Originally Posted by SkiMangoJazz
I agree that radiologists do a worthless job of diagnosis. I have had two surgeons tell me NOT to have surgery after radiologist reading MRI's said I should.
That being said I did google Dr. Ongley and came up with (among other links) this. http://www.msnbc.msn.com/id/11134499/
I wouldn't chance it, I'd find a good surgeon - they DON'T usually recommend surgery in my experience. They've been in there close up with the ligaments and such, and have seen too many people who don't need surgery once they get in.
Are you a radiologist? Unless the answer is yes, I believe you are giving incorrect information. A radiologist is a specialty trained physican whose training emphasizes the diagnosis aspect of medical care. Very simply, there is no other physician more qualified to read and interpret radiological imaging studies. So to indicated that radiologists do a "worthless job" of diagnosing is completely off-base.
The frustration that you are describing relates to the difference between radiologic interpretation and clinical correlation. A radiologist works in a box, so to speak. He or she only sees the patient's imaging study along with a few lines of history. After a radiologist receives an imaging study, he or she will then do a few things. First and foremost, they will make a diagnosis based on the imaging findings; this is their primary role as physicians and there is no other physician specialty that can do a better job. Then, secondarily, they will offer a management plan; this is not their primary role, however, and they will often acknowledge this by stating that they "recommend" xyz be the management plan.
The surgeon, on the other hand, is a master of treatment and management. Their training primarilly emphasizes the management aspect of healthcare with a secondary emphasis on diagnosis. The fact that a surgeon disagrees with the radiologists management plan is not surprising at all.

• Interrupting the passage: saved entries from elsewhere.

//! Configuration management for lotwatch using the prefer crate.
//!
//! A config file is discovered by prefer (or named with `--config`) and
//! parsed by extension. Environment variables override the file, and CLI
//! flags override both.

mod browser;
mod sink;

use std::env;
use std::path::{Path, PathBuf};
use std::time::Duration;

use serde::{Deserialize, Serialize};
use thiserror::Error;

use crate::models::Layout;

pub use browser::BrowserConfig;
pub use sink::{ClickHouseConfig, SinkConfig, SinkKind, SqliteConfig};

/// Default listing page: Honda motors, priced 15000-317300, years 2015-2025.
pub const DEFAULT_TARGET_URL: &str = "https://www.emiratesauction.com/motors?makes=&withoutmileages=true&pricesfrom=15000&pricesto=317300&yearsfrom=2015&yearsto=2025&withoutyears=true&k=honda";

/// Placeholder shown instead of a secret.
pub const REDACTED: &str = "********";

/// Configuration errors.
#[derive(Debug, Error)]
pub enum ConfigError {
    #[error("Failed to read config file {path}: {source}")]
    Read {
        path: PathBuf,
        #[source]
        source: std::io::Error,
    },
    #[error("Failed to parse {format} config: {message}")]
    Parse {
        format: &'static str,
        message: String,
    },
    #[error("collector.interval_secs must be greater than zero")]
    InvalidInterval,
    #[error("Invalid target URL '{url}': {source}")]
    InvalidUrl {
        url: String,
        #[source]
        source: url::ParseError,
    },
    #[error("Invalid table name '{0}': expected letters, digits and underscores")]
    InvalidTable(String),
}

/// The page being watched.
#[derive(Debug, Clone, Serialize, Deserialize)]
#[serde(default)]
pub struct TargetConfig {
    pub url: String,
    /// CSS selector matching one listing card.
    pub container_selector: String,
    pub layout: Layout,
}

impl Default for TargetConfig {
    fn default() -> Self {
        Self {
            url: DEFAULT_TARGET_URL.to_string(),
            container_selector: ".list-card-container".to_string(),
            layout: Layout::default(),
        }
    }
}

/// Polling cadence.
#[derive(Debug, Clone, Serialize, Deserialize)]
#[serde(default)]
pub struct CollectorConfig {
    pub interval_secs: u64,
    pub ready_timeout_secs: u64,
    pub settle_secs: u64,
    /// Upper bound for backoff after failed ticks; fixed interval when absent.
    #[serde(skip_serializing_if = "Option::is_none")]
    pub backoff_cap_secs: Option<u64>,
}

impl Default for CollectorConfig {
    fn default() -> Self {
        Self {
            interval_secs: 30,
            ready_timeout_secs: 20,
            settle_secs: 10,
            backoff_cap_secs: None,
        }
    }
}

impl CollectorConfig {
    pub fn interval(&self) -> Duration {
        Duration::from_secs(self.interval_secs)
    }

    pub fn ready_timeout(&self) -> Duration {
        Duration::from_secs(self.ready_timeout_secs)
    }

    pub fn settle(&self) -> Duration {
        Duration::from_secs(self.settle_secs)
    }

    pub fn backoff_cap(&self) -> Option<Duration> {
        self.backoff_cap_secs.map(Duration::from_secs)
    }
}

#[derive(Debug, Clone, Default, Serialize, Deserialize)]
#[serde(default)]
pub struct Config {
    pub target: TargetConfig,
    pub collector: CollectorConfig,
    pub browser: BrowserConfig,
    pub sink: SinkConfig,
    /// Path to the config file this was loaded from (not serialized).
    #[serde(skip)]
    pub source_path: Option<PathBuf>,
}

impl Config {
    /// Load configuration, using prefer for discovery unless `path` is given.
    ///
    /// An explicitly named file must load; a discovered file that fails to
    /// parse is logged and defaults are used instead.
    pub async fn load(path: Option<&Path>) -> Result<Self, ConfigError> {
        if let Some(path) = path {
            return Self::load_from_path(path).await;
        }

        match prefer::load("lotwatch").await {
            Ok(pref_config) => match pref_config.source_path() {
                Some(path) => match Self::load_from_path(path).await {
                    Ok(config) => Ok(config),
                    Err(e) => {
                        tracing::warn!("Ignoring config file {}: {}", path.display(), e);
                        Ok(Self::default_with_env())
                    }
                },
                None => Ok(Self::default_with_env()),
            },
            // No config file found, use defaults with env overrides
            Err(_) => Ok(Self::default_with_env()),
        }
    }

    /// Create a default config with environment variable overrides applied.
    pub fn default_with_env() -> Self {
        Self::default().with_env_overrides()
    }

    /// Load configuration from a specific file path.
    /// Supports JSON, TOML and YAML based on file extension.
    pub async fn load_from_path(path: &Path) -> Result<Self, ConfigError> {
        let contents =
            tokio::fs::read_to_string(path)
                .await
                .map_err(|source| ConfigError::Read {
                    path: path.to_path_buf(),
                    source,
                })?;

        let ext = path.extension().and_then(|e| e.to_str()).unwrap_or("toml");
        let mut config = Self::parse(&contents, ext)?;
        config.source_path = Some(path.to_path_buf());
        Ok(config.with_env_overrides())
    }

    fn parse(contents: &str, ext: &str) -> Result<Self, ConfigError> {
        match ext {
            "json" => serde_json::from_str(contents).map_err(|e| ConfigError::Parse {
                format: "JSON",
                message: e.to_string(),
            }),
            "yaml" | "yml" => serde_yaml::from_str(contents).map_err(|e| ConfigError::Parse {
                format: "YAML",
                message: e.to_string(),
            }),
            _ => toml::from_str(contents).map_err(|e| ConfigError::Parse {
                format: "TOML",
                message: e.to_string(),
            }),
        }
    }

    pub fn with_env_overrides(mut self) -> Self {
        if let Ok(url) = env::var("LOTWATCH_URL") {
            if !url.is_empty() {
                self.target.url = url;
            }
        }
        if let Some(secs) = env::var("LOTWATCH_INTERVAL_SECS")
            .ok()
            .and_then(|v| v.trim().parse().ok())
        {
            self.collector.interval_secs = secs;
        }
        self.browser = std::mem::take(&mut self.browser).with_env_overrides();
        self.sink = std::mem::take(&mut self.sink).with_env_overrides();
        self
    }

    /// Check the values the collector cannot run without.
    pub fn validate(&self) -> Result<(), ConfigError> {
        if self.collector.interval_secs == 0 {
            return Err(ConfigError::InvalidInterval);
        }
        url::Url::parse(&self.target.url).map_err(|source| ConfigError::InvalidUrl {
            url: self.target.url.clone(),
            source,
        })?;
        if !crate::sink::is_valid_table_name(&self.sink.table) {
            return Err(ConfigError::InvalidTable(self.sink.table.clone()));
        }
        Ok(())
    }

    /// Copy with secrets replaced, for display.
    pub fn redacted(&self) -> Self {
        let mut config = self.clone();
        if let Some(ref mut password) = config.sink.clickhouse.password {
            *password = REDACTED.to_string();
        }
        config
    }

    /// Effective configuration as TOML.
    pub fn to_toml(&self) -> Result<String, toml::ser::Error> {
        toml::to_string_pretty(self)
    }
}

#[cfg(test)]
mod tests {
    use super::*;
    use std::io::Write;

    #[test]
    fn test_defaults_are_valid() {
        let config = Config::default();
        assert_eq!(config.target.url, DEFAULT_TARGET_URL);
        assert_eq!(config.target.layout, Layout::Attribute);
        assert_eq!(config.collector.interval(), Duration::from_secs(30));
        assert_eq!(config.sink.table, "EA1");
        assert!(config.validate().is_ok());
    }

    #[test]
    fn test_validate_rejects_bad_values() {
        let mut config = Config::default();
        config.collector.interval_secs = 0;
        assert!(matches!(config.validate(), Err(ConfigError::InvalidInterval)));

        let mut config = Config::default();
        config.target.url = "not a url".to_string();
        assert!(matches!(config.validate(), Err(ConfigError::InvalidUrl { .. })));

        let mut config = Config::default();
        config.sink.table = "EA1; DROP TABLE x".to_string();
        assert!(matches!(config.validate(), Err(ConfigError::InvalidTable(_))));
    }

    #[test]
    fn test_parse_formats() {
        let toml = "[target]\nlayout = \"positional\"\n[collector]\ninterval_secs = 5\n";
        let config = Config::parse(toml, "toml").unwrap();
        assert_eq!(config.target.layout, Layout::Positional);
        assert_eq!(config.collector.interval_secs, 5);
        assert_eq!(config.collector.settle_secs, 10);

        let json = r#"{"sink": {"kind": "sqlite", "table": "EA2"}}"#;
        let config = Config::parse(json, "json").unwrap();
        assert_eq!(config.sink.kind, SinkKind::Sqlite);
        assert_eq!(config.sink.table, "EA2");

        let yaml = "browser:\n  headless: false\n  chrome_args: [\"--lang=en\"]\n";
        let config = Config::parse(yaml, "yml").unwrap();
        assert!(!config.browser.headless);
        assert_eq!(config.browser.chrome_args, vec!["--lang=en".to_string()]);

        assert!(matches!(
            Config::parse("[target", "toml"),
            Err(ConfigError::Parse { format: "TOML", .. })
        ));
    }

    #[test]
    fn test_toml_output_parses_back() {
        let mut config = Config::default();
        config.collector.backoff_cap_secs = Some(300);
        let text = config.to_toml().unwrap();
        let parsed = Config::parse(&text, "toml").unwrap();
        assert_eq!(parsed.collector.backoff_cap_secs, Some(300));
        assert_eq!(parsed.target.container_selector, ".list-card-container");
    }

    #[test]
    fn test_redacted_hides_password() {
        let mut config = Config::default();
        config.sink.clickhouse.password = Some("hunter2".to_string());
        let text = config.redacted().to_toml().unwrap();
        assert!(!text.contains("hunter2"));
        assert!(text.contains(REDACTED));
        assert_eq!(config.sink.clickhouse.password.as_deref(), Some("hunter2"));

        let text = Config::default().redacted().to_toml().unwrap();
        assert!(!text.contains("password"));
    }

    #[test]
    fn test_example_config() {
        let config = Config::parse(include_str!("../../lotwatch.example.toml"), "toml").unwrap();
        assert!(config.validate().is_ok());
        assert_eq!(config.sink.sqlite.path, "~/lotwatch.db");
    }

    #[tokio::test]
    async fn test_load_from_path() {
        let dir = tempfile::tempdir().unwrap();
        let path = dir.path().join("lotwatch.toml");
        let mut file = std::fs::File::create(&path).unwrap();
        writeln!(file, "[target]\ncontainer_selector = \".card\"").unwrap();

        let config = Config::load(Some(&path)).await.unwrap();
        assert_eq!(config.target.container_selector, ".card");
        assert_eq!(config.source_path.as_deref(), Some(path.as_path()));

        let missing = dir.path().join("missing.toml");
        assert!(matches!(
            Config::load(Some(&missing)).await,
            Err(ConfigError::Read { .. })
        ));
    }
}
//! Rendered-text approximation for parsed HTML.
//!
//! Browsers expose `innerText`; when only markup is available we rebuild
//! a close equivalent so line-oriented extraction behaves the same.

use scraper::node::Node;
use scraper::ElementRef;

/// Elements that start and end a line in rendered text.
const BLOCK_ELEMENTS: &[&str] = &[
    "address", "article", "aside", "blockquote", "dd", "details", "div", "dl", "dt",
    "fieldset", "figcaption", "figure", "footer", "form", "h1", "h2", "h3", "h4", "h5",
    "h6", "header", "hr", "li", "main", "nav", "ol", "p", "pre", "section", "summary",
    "table", "tr", "ul",
];

/// Elements whose content never renders.
const HIDDEN_ELEMENTS: &[&str] = &["head", "noscript", "script", "style", "template"];

/// Text of an element as a browser would lay it out: one line per block,
/// whitespace collapsed, blank lines dropped.
pub fn rendered_text(element: ElementRef<'_>) -> String {
    let mut raw = String::new();
    collect_text(element, &mut raw);

    raw.lines()
        .map(str::trim)
        .filter(|line| !line.is_empty())
        .collect::<Vec<_>>()
        .join("\n")
}

fn collect_text(element: ElementRef<'_>, out: &mut String) {
    for child in element.children() {
        match child.value() {
            Node::Text(text) => push_collapsed(out, text),
            Node::Element(el) => {
                let name = el.name();
                if HIDDEN_ELEMENTS.contains(&name) {
                    continue;
                }
                if name == "br" {
                    out.push('\n');
                    continue;
                }
                let Some(child_el) = ElementRef::wrap(child) else {
                    continue;
                };
                let block = BLOCK_ELEMENTS.contains(&name);
                if block {
                    out.push('\n');
                }
                collect_text(child_el, out);
                if block {
                    out.push('\n');
                }
            }
            _ => {}
        }
    }
}

fn push_collapsed(out: &mut String, text: &str) {
    let mut pending_space = false;
    for c in text.chars() {
        if c.is_whitespace() {
            pending_space = true;
        } else {
            if pending_space && !out.is_empty() && !out.ends_with(['\n', ' ']) {
                out.push(' ');
            }
            pending_space = false;
            out.push(c);
        }
    }
    if pending_space && !out.is_empty() && !out.ends_with(['\n', ' ']) {
        out.push(' ');
    }
}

I think it's important to note that the same medical condition may have many different clinical presentations. The best approach to medical care is to take advice from the physician with the most training in the given area in which the advice is sought. In the situation above, the radiologist and surgeon are both likely giving the best advice they can. The problem trying to be solved, however, is a clinical problem and in this case, the most appropriate authority is the Surgeon because this is his/her area of expertise.

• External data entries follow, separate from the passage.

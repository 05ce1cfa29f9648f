//! SQLite sink for local runs without a ClickHouse server.
//!
//! Prices are stored as TEXT to keep their exact two-digit rendering.

use std::path::Path;

use async_trait::async_trait;
use diesel::sql_types::{BigInt, Integer, Text};
use diesel_async::RunQueryDsl;
use tracing::debug;

use super::pool::AsyncSqlitePool;
use super::{check_table, ListingSink, SinkError};
use crate::models::{Layout, ListingDetails, Observation, ROW_TIME_FORMAT};

#[derive(Clone)]
pub struct SqliteSink {
    pool: AsyncSqlitePool,
}

impl SqliteSink {
    pub fn new(path: &Path) -> Self {
        Self {
            pool: AsyncSqlitePool::from_path(path),
        }
    }

    pub fn from_pool(pool: AsyncSqlitePool) -> Self {
        Self { pool }
    }

    pub fn database_url(&self) -> &str {
        self.pool.database_url()
    }
}

pub fn create_table_sql(table: &str, layout: Layout) -> String {
    let columns = match layout {
        Layout::Attribute => {
            "lot TEXT NOT NULL,
                title TEXT NOT NULL,
                price TEXT NOT NULL,
                distance INTEGER NOT NULL,
                unit TEXT NOT NULL,
                time TEXT NOT NULL"
        }
        Layout::Positional => {
            "lot TEXT NOT NULL,
                title TEXT NOT NULL,
                price TEXT NOT NULL,
                distance TEXT NOT NULL,
                end_date TEXT NOT NULL,
                time_left INTEGER NOT NULL,
                bids INTEGER NOT NULL,
                time TEXT NOT NULL"
        }
    };
    format!("CREATE TABLE IF NOT EXISTS {} (\n                {}\n            )", table, columns)
}

fn to_sink_error(e: diesel::result::Error) -> SinkError {
    match e {
        diesel::result::Error::DatabaseError(_, info) => {
            SinkError::Rejected(info.message().to_string())
        }
        other => SinkError::Unavailable(other.to_string()),
    }
}

#[async_trait]
impl ListingSink for SqliteSink {
    async fn ensure_table(&mut self, table: &str, layout: Layout) -> Result<(), SinkError> {
        check_table(table)?;
        let mut conn = self
            .pool
            .get()
            .await
            .map_err(|e| SinkError::Unavailable(e.to_string()))?;

        let statements = [
            create_table_sql(table, layout),
            format!(
                "CREATE INDEX IF NOT EXISTS idx_{}_lot_time ON {}(lot, time)",
                table, table
            ),
        ];
        for stmt in statements {
            debug!("{}", stmt);
            diesel::sql_query(stmt)
                .execute(&mut conn)
                .await
                .map_err(|e| SinkError::Unavailable(e.to_string()))?;
        }
        Ok(())
    }

    async fn append(&mut self, table: &str, observation: &Observation) -> Result<(), SinkError> {
        check_table(table)?;
        let mut conn = self
            .pool
            .get()
            .await
            .map_err(|e| SinkError::Unavailable(e.to_string()))?;

        let record = &observation.record;
        let time = observation.observed_at.format(ROW_TIME_FORMAT).to_string();
        let placeholders = vec!["?"; observation.columns().len()].join(", ");
        let sql = format!(
            "INSERT INTO {} ({}) VALUES ({})",
            table,
            observation.columns().join(", "),
            placeholders
        );

        match &record.details {
            ListingDetails::Attribute { distance, unit } => {
                diesel::sql_query(sql)
                    .bind::<Text, _>(&record.lot)
                    .bind::<Text, _>(&record.title)
                    .bind::<Text, _>(record.price.to_string())
                    .bind::<Integer, _>(i32::from(*distance))
                    .bind::<Text, _>(unit)
                    .bind::<Text, _>(&time)
                    .execute(&mut conn)
                    .await
                    .map_err(to_sink_error)?;
            }
            ListingDetails::Positional {
                mileage_text,
                end_date,
                time_left_seconds,
                bid_count,
            } => {
                let time_left = i64::try_from(*time_left_seconds).map_err(|_| {
                    SinkError::Rejected(format!("time_left {} too large", time_left_seconds))
                })?;
                diesel::sql_query(sql)
                    .bind::<Text, _>(&record.lot)
                    .bind::<Text, _>(&record.title)
                    .bind::<Text, _>(record.price.to_string())
                    .bind::<Text, _>(mileage_text)
                    .bind::<Text, _>(end_date.format(ROW_TIME_FORMAT).to_string())
                    .bind::<BigInt, _>(time_left)
                    .bind::<BigInt, _>(i64::from(*bid_count))
                    .bind::<Text, _>(&time)
                    .execute(&mut conn)
                    .await
                    .map_err(to_sink_error)?;
            }
        }

        Ok(())
    }
}

#[cfg(test)]
mod tests {
    use super::*;
    use crate::models::{ListingRecord, Price};
    use chrono::{NaiveDate, TimeZone, Utc};

    #[derive(diesel::QueryableByName)]
    struct AttributeRow {
        #[diesel(sql_type = Text)]
        lot: String,
        #[diesel(sql_type = Text)]
        price: String,
        #[diesel(sql_type = Integer)]
        distance: i32,
        #[diesel(sql_type = Text)]
        time: String,
    }

    #[derive(diesel::QueryableByName)]
    struct PositionalRow {
        #[diesel(sql_type = Text)]
        distance: String,
        #[diesel(sql_type = Text)]
        end_date: String,
        #[diesel(sql_type = BigInt)]
        time_left: i64,
        #[diesel(sql_type = BigInt)]
        bids: i64,
    }

    fn record(lot: &str, details: ListingDetails) -> ListingRecord {
        ListingRecord {
            lot: lot.to_string(),
            title: "2019 Honda Accord".to_string(),
            price: Price::from_cents(4_500_000),
            details,
        }
    }

    #[tokio::test]
    async fn test_attribute_rows_append() {
        let dir = tempfile::tempdir().unwrap();
        let pool = AsyncSqlitePool::from_path(&dir.path().join("test.db"));
        let mut sink = SqliteSink::from_pool(pool.clone());

        sink.ensure_table("EA1", Layout::Attribute).await.unwrap();
        // Idempotent
        sink.ensure_table("EA1", Layout::Attribute).await.unwrap();

        let details = ListingDetails::Attribute {
            distance: 1200,
            unit: "km".to_string(),
        };
        let first = Utc.with_ymd_and_hms(2026, 1, 2, 10, 0, 0).unwrap();
        let second = Utc.with_ymd_and_hms(2026, 1, 2, 10, 0, 30).unwrap();
        let rec = record("12345", details);
        sink.append("EA1", &Observation::new(rec.clone(), first))
            .await
            .unwrap();
        sink.append("EA1", &Observation::new(rec, second))
            .await
            .unwrap();

        let mut conn = pool.get().await.unwrap();
        let rows: Vec<AttributeRow> =
            diesel::sql_query("SELECT lot, price, distance, time FROM EA1 ORDER BY time")
                .load(&mut conn)
                .await
                .unwrap();

        assert_eq!(rows.len(), 2);
        assert_eq!(rows[0].lot, "12345");
        assert_eq!(rows[0].price, "45000.00");
        assert_eq!(rows[0].distance, 1200);
        assert_eq!(rows[0].time, "2026-01-02 10:00:00");
        assert_eq!(rows[1].time, "2026-01-02 10:00:30");
    }

    #[tokio::test]
    async fn test_positional_row_append() {
        let dir = tempfile::tempdir().unwrap();
        let pool = AsyncSqlitePool::from_path(&dir.path().join("test.db"));
        let mut sink = SqliteSink::from_pool(pool.clone());
        sink.ensure_table("EA2", Layout::Positional).await.unwrap();

        let details = ListingDetails::Positional {
            mileage_text: "1,200 km".to_string(),
            end_date: NaiveDate::from_ymd_opt(2026, 1, 5)
                .unwrap()
                .and_hms_opt(15, 45, 0)
                .unwrap(),
            time_left_seconds: 183_600,
            bid_count: 14,
        };
        sink.append("EA2", &Observation::new(record("1", details), Utc::now()))
            .await
            .unwrap();

        let mut conn = pool.get().await.unwrap();
        let rows: Vec<PositionalRow> =
            diesel::sql_query("SELECT distance, end_date, time_left, bids FROM EA2")
                .load(&mut conn)
                .await
                .unwrap();
        assert_eq!(rows.len(), 1);
        assert_eq!(rows[0].distance, "1,200 km");
        assert_eq!(rows[0].end_date, "2026-01-05 15:45:00");
        assert_eq!(rows[0].time_left, 183_600);
        assert_eq!(rows[0].bids, 14);
    }

    #[tokio::test]
    async fn test_missing_table_rejects_row() {
        let dir = tempfile::tempdir().unwrap();
        let mut sink = SqliteSink::new(&dir.path().join("test.db"));
        let details = ListingDetails::Attribute {
            distance: 1,
            unit: "km".to_string(),
        };
        let err = sink
            .append("EA1", &Observation::new(record("1", details), Utc::now()))
            .await
            .unwrap_err();
        assert!(matches!(err, SinkError::Rejected(_)));
    }
}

I can understand the trepidation that many patients have when dealing with physicians, especially given the cost associated with modern day health care. I think it's always good to have some apprehension and skepticism about an individual's motivations. With this said, however, most physicians are not looking to take advantage of people. Sure physicians like to make money, but they are not going to compromise their principles while doing so. We do like to sleep at night. And no i'm not a doctor, but I am a few months short of graduating medical school.